▸ THE RECORDS:
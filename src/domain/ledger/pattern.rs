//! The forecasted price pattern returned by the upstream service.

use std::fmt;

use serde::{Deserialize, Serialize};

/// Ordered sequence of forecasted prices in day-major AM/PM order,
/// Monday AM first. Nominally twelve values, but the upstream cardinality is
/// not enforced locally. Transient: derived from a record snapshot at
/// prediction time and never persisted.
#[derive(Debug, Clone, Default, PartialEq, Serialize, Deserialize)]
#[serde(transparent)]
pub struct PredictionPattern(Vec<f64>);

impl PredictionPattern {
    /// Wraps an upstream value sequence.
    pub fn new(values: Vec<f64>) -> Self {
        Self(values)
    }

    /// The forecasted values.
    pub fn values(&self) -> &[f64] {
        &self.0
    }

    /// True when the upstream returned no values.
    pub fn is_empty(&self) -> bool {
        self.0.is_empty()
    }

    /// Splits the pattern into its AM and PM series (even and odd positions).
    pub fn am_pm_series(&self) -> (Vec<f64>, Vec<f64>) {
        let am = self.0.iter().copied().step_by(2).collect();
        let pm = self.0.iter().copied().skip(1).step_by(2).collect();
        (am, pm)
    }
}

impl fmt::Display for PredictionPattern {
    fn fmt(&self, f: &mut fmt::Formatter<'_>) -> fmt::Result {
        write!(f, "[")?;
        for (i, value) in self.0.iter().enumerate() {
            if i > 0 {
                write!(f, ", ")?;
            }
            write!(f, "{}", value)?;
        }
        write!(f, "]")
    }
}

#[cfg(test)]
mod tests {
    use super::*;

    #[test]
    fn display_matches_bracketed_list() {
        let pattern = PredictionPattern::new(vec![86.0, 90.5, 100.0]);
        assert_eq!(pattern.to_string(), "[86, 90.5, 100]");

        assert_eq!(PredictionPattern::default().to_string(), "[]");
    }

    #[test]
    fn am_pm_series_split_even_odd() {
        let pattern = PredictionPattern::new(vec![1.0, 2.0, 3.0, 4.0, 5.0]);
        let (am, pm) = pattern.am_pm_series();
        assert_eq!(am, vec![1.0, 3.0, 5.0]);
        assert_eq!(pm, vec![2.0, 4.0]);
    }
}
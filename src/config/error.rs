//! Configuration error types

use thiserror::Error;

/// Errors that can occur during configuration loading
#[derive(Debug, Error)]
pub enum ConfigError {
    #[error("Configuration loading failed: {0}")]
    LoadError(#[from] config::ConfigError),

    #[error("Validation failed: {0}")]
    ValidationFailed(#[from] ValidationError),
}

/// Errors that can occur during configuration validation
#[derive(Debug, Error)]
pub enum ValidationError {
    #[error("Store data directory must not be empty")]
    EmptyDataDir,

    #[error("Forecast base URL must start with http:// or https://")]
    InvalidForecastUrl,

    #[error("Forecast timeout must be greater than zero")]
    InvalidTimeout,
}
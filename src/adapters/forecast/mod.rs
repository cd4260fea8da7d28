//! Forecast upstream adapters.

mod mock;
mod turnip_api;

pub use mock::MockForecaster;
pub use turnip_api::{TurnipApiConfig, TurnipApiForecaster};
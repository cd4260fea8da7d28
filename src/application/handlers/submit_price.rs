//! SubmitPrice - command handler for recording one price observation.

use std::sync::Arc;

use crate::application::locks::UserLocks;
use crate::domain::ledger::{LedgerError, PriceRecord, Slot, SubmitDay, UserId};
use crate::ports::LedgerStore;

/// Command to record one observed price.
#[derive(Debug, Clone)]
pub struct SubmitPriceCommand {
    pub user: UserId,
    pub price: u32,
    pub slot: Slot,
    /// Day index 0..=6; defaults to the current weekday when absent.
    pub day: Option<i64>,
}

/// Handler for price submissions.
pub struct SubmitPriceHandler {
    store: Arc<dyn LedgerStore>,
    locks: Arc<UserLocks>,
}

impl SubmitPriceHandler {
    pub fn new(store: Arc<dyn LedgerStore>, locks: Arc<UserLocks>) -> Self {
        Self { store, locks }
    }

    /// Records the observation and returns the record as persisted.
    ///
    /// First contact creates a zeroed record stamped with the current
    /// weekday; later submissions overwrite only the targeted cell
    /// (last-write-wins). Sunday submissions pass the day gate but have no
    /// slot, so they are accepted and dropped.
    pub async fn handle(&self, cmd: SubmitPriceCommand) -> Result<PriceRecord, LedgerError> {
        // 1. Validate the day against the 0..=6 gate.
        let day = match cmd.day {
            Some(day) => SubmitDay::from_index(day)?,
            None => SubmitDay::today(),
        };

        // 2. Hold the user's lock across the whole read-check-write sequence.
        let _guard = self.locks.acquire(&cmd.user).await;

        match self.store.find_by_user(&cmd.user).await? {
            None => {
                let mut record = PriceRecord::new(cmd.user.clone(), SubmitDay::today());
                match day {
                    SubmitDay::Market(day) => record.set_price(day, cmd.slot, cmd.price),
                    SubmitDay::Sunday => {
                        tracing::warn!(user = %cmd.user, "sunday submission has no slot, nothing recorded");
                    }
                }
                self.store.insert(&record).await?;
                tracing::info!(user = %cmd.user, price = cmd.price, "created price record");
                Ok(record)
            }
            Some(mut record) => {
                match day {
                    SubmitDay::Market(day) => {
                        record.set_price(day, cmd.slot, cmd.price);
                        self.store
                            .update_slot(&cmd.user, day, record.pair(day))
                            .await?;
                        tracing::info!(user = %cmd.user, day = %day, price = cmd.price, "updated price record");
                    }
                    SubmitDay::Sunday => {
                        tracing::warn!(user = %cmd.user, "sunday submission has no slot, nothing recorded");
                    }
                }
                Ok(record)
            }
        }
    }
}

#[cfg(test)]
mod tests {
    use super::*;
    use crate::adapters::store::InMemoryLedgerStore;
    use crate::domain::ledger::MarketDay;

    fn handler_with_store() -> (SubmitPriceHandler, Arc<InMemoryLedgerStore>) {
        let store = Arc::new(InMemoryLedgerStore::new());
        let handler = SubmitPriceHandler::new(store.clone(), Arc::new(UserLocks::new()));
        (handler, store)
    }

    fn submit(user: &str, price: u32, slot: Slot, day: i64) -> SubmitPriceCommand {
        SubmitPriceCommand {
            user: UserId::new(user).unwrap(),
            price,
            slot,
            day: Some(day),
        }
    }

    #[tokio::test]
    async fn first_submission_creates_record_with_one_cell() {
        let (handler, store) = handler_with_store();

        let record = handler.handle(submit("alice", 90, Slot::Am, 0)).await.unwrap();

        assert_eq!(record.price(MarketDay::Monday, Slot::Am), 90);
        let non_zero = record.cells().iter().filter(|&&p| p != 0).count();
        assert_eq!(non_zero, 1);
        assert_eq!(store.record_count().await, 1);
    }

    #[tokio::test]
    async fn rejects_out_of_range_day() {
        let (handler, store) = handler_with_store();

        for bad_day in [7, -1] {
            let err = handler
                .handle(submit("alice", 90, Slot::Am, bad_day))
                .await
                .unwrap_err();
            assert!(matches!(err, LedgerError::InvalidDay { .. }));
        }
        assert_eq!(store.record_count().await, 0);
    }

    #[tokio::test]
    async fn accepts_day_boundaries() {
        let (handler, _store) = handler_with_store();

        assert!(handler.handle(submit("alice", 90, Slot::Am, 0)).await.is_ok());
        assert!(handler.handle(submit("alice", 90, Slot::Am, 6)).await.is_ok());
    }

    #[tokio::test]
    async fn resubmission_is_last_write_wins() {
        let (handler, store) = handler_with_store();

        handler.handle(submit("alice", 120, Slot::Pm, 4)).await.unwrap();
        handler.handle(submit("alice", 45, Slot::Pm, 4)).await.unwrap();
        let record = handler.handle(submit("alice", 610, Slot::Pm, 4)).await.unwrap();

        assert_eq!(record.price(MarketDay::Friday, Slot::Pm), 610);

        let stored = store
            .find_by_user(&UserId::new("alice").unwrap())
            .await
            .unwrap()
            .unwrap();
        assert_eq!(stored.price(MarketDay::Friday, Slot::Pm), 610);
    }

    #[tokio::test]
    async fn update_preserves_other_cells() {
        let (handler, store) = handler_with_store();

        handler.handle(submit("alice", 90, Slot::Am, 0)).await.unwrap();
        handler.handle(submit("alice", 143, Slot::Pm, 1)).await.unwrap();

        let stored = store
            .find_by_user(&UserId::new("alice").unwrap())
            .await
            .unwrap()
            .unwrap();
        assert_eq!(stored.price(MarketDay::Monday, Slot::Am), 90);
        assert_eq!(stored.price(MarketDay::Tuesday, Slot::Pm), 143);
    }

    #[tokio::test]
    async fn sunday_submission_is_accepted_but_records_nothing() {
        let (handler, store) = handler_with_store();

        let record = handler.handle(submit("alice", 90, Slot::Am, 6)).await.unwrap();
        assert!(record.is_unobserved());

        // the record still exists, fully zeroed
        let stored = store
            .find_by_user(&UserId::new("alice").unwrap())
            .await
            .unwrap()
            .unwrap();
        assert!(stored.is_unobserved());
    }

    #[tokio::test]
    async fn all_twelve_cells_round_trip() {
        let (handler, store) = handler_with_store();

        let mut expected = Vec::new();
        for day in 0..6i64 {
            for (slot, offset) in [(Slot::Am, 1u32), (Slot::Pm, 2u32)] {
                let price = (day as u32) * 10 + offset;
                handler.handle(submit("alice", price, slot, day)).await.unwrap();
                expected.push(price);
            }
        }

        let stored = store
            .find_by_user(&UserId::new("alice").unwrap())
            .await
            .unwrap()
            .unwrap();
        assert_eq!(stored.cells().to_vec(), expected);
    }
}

▸ WHAT IS BEING ASKED: Which lines of the data contain "iter"? Copy them all.

▸ RESPONSE FOR THIS EXERCISE:
        let am = self.0.iter().copied().step_by(2).collect();
        let pm = self.0.iter().copied().skip(1).step_by(2).collect();
        for (i, value) in self.0.iter().enumerate() {
        let non_zero = record.cells().iter().filter(|&&p| p != 0).count();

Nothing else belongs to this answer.